[Collected data entries]

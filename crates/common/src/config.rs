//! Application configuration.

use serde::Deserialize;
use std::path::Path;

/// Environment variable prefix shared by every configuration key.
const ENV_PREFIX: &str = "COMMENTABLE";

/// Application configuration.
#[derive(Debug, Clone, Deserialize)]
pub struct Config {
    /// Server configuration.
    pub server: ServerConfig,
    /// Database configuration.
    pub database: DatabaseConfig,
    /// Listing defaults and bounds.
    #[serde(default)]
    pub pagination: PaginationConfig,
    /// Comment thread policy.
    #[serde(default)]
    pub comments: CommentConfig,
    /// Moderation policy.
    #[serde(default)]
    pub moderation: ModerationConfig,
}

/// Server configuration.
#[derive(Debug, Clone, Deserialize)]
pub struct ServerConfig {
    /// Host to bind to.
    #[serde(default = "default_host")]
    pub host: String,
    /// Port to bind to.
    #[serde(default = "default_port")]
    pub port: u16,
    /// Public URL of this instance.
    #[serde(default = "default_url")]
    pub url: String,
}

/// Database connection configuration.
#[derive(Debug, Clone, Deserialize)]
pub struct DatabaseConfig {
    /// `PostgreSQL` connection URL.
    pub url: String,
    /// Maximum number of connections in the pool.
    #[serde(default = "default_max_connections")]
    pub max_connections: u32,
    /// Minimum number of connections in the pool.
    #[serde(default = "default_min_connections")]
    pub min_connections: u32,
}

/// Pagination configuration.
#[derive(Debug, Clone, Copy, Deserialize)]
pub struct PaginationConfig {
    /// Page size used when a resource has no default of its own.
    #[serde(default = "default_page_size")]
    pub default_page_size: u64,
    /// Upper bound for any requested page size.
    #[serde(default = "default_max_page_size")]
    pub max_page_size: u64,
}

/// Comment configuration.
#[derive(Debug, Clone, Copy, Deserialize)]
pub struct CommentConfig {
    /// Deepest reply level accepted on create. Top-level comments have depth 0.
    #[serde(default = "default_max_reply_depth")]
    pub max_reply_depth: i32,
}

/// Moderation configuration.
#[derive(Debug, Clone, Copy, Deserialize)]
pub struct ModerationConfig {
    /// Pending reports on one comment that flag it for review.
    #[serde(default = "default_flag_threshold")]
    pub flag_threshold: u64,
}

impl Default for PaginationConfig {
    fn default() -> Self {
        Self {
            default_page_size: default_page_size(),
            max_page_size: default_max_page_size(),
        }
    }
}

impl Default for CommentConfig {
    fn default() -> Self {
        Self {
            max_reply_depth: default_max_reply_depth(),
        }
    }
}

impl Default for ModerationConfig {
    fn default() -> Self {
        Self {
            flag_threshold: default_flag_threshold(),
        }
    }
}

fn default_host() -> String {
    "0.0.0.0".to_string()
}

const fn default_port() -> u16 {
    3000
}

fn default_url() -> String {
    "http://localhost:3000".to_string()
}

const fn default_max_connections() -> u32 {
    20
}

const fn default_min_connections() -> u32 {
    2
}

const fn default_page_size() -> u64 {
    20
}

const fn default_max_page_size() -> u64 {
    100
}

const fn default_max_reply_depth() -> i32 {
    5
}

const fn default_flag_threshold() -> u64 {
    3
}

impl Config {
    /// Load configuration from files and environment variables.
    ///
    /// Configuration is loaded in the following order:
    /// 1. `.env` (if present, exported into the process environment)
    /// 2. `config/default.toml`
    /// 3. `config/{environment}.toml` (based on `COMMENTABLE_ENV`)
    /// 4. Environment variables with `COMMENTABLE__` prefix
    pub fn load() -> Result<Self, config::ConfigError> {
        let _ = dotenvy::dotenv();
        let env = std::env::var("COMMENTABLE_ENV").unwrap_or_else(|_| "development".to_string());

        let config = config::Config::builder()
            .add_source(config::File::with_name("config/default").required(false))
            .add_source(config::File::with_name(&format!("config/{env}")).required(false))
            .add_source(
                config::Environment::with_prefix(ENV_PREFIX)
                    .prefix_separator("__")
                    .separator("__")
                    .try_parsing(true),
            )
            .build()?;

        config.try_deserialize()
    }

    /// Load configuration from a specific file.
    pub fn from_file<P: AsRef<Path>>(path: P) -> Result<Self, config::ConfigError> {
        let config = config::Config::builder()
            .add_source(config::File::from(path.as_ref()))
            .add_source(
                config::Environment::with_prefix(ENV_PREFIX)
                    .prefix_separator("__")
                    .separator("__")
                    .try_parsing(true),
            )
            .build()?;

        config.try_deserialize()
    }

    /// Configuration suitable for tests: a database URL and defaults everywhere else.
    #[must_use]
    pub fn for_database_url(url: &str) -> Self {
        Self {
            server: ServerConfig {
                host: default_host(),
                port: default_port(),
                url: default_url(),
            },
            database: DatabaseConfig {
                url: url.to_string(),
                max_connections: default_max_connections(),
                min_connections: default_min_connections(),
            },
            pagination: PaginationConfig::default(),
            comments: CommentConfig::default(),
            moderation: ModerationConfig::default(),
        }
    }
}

### ASSIGNMENT
What is needed is the number of lines in the data that hold the word "false", and nothing more.

### SOLUTION TO THIS TASK
2